TASK OBJECTIVE
In full and without alteration, write out the data below.

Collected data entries

---------------

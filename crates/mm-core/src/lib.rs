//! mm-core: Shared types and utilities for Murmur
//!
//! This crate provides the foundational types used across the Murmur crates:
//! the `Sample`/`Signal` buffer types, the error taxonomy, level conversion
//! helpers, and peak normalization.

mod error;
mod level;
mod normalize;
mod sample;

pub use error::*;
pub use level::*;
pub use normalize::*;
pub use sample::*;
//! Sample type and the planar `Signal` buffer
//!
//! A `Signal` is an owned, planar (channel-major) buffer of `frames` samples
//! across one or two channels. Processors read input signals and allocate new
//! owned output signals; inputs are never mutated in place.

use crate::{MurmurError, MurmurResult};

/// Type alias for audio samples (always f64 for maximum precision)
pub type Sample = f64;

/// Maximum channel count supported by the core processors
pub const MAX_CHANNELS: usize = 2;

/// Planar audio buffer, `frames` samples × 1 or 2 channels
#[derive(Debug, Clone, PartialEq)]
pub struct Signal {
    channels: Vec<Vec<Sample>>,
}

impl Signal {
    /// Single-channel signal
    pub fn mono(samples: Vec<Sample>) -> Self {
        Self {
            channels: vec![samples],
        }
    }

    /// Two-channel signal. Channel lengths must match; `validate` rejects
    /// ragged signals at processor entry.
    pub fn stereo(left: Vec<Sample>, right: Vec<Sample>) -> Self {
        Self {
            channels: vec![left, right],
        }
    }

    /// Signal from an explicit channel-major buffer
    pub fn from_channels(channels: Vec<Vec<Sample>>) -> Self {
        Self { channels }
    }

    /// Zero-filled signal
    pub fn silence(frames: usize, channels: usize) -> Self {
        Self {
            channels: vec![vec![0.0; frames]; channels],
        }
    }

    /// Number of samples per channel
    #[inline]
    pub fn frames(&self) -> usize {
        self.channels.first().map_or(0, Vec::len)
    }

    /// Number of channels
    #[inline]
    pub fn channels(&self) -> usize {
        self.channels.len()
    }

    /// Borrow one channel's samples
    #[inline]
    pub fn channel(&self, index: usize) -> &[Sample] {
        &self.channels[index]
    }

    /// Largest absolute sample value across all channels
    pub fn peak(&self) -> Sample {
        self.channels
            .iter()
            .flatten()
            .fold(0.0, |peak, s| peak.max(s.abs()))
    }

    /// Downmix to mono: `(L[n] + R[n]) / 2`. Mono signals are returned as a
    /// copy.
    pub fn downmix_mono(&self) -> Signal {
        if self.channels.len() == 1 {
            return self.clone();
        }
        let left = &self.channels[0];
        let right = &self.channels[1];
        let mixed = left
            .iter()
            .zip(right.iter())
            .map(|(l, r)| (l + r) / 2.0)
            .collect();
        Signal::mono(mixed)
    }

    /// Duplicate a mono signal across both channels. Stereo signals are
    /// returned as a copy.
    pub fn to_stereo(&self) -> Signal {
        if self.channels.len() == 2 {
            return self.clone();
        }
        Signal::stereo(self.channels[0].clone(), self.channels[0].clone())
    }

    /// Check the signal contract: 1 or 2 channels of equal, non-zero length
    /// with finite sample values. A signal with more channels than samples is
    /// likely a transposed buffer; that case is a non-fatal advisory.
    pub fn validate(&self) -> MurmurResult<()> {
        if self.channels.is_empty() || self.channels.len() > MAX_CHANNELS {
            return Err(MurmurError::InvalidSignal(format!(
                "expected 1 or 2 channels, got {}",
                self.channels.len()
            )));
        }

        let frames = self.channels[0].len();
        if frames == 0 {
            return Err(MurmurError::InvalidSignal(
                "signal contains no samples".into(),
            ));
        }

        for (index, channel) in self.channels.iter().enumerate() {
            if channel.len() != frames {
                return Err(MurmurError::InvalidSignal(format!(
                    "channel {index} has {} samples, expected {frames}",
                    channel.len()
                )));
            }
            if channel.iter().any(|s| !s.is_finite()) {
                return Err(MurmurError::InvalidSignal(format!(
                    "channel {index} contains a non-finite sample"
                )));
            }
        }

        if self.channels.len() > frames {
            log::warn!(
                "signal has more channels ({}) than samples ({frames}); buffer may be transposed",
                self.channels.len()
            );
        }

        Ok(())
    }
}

---------------

SOLUTION TO THE PROBLEM
filename crates/mm-core/src/lib.rs
//! mm-core: Shared types and utilities for Murmur
//!
//! This crate provides the foundational types used across the Murmur crates:
//! the `Sample`/`Signal` buffer types, the error taxonomy, level conversion
//! helpers, and peak normalization.

mod error;
mod level;
mod normalize;
mod sample;

pub use error::*;
pub use level::*;
pub use normalize::*;
pub use sample::*;
//! Sample type and the planar `Signal` buffer
//!
//! A `Signal` is an owned, planar (channel-major) buffer of `frames` samples
//! across one or two channels. Processors read input signals and allocate new
//! owned output signals; inputs are never mutated in place.

use crate::{MurmurError, MurmurResult};

/// Type alias for audio samples (always f64 for maximum precision)
pub type Sample = f64;

/// Maximum channel count supported by the core processors
pub const MAX_CHANNELS: usize = 2;

/// Planar audio buffer, `frames` samples × 1 or 2 channels
#[derive(Debug, Clone, PartialEq)]
pub struct Signal {
    channels: Vec<Vec<Sample>>,
}

impl Signal {
    /// Single-channel signal
    pub fn mono(samples: Vec<Sample>) -> Self {
        Self {
            channels: vec![samples],
        }
    }

    /// Two-channel signal. Channel lengths must match; `validate` rejects
    /// ragged signals at processor entry.
    pub fn stereo(left: Vec<Sample>, right: Vec<Sample>) -> Self {
        Self {
            channels: vec![left, right],
        }
    }

    /// Signal from an explicit channel-major buffer
    pub fn from_channels(channels: Vec<Vec<Sample>>) -> Self {
        Self { channels }
    }

    /// Zero-filled signal
    pub fn silence(frames: usize, channels: usize) -> Self {
        Self {
            channels: vec![vec![0.0; frames]; channels],
        }
    }

    /// Number of samples per channel
    #[inline]
    pub fn frames(&self) -> usize {
        self.channels.first().map_or(0, Vec::len)
    }

    /// Number of channels
    #[inline]
    pub fn channels(&self) -> usize {
        self.channels.len()
    }

    /// Borrow one channel's samples
    #[inline]
    pub fn channel(&self, index: usize) -> &[Sample] {
        &self.channels[index]
    }

    /// Largest absolute sample value across all channels
    pub fn peak(&self) -> Sample {
        self.channels
            .iter()
            .flatten()
            .fold(0.0, |peak, s| peak.max(s.abs()))
    }

    /// Downmix to mono: `(L[n] + R[n]) / 2`. Mono signals are returned as a
    /// copy.
    pub fn downmix_mono(&self) -> Signal {
        if self.channels.len() == 1 {
            return self.clone();
        }
        let left = &self.channels[0];
        let right = &self.channels[1];
        let mixed = left
            .iter()
            .zip(right.iter())
            .map(|(l, r)| (l + r) / 2.0)
            .collect();
        Signal::mono(mixed)
    }

    /// Duplicate a mono signal across both channels. Stereo signals are
    /// returned as a copy.
    pub fn to_stereo(&self) -> Signal {
        if self.channels.len() == 2 {
            return self.clone();
        }
        Signal::stereo(self.channels[0].clone(), self.channels[0].clone())
    }

    /// Check the signal contract: 1 or 2 channels of equal, non-zero length
    /// with finite sample values. A signal with more channels than samples is
    /// likely a transposed buffer; that case is a non-fatal advisory.
    pub fn validate(&self) -> MurmurResult<()> {
        if self.channels.is_empty() || self.channels.len() > MAX_CHANNELS {
            return Err(MurmurError::InvalidSignal(format!(
                "expected 1 or 2 channels, got {}",
                self.channels.len()
            )));
        }

        let frames = self.channels[0].len();
        if frames == 0 {
            return Err(MurmurError::InvalidSignal(
                "signal contains no samples".into(),
            ));
        }

        for (index, channel) in self.channels.iter().enumerate() {
            if channel.len() != frames {
                return Err(MurmurError::InvalidSignal(format!(
                    "channel {index} has {} samples, expected {frames}",
                    channel.len()
                )));
            }
            if channel.iter().any(|s| !s.is_finite()) {
                return Err(MurmurError::InvalidSignal(format!(
                    "channel {index} contains a non-finite sample"
                )));
            }
        }

        if self.channels.len() > frames {
            log::warn!(
                "signal has more channels ({}) than samples ({frames}); buffer may be transposed",
                self.channels.len()
            );
        }

        Ok(())
    }
}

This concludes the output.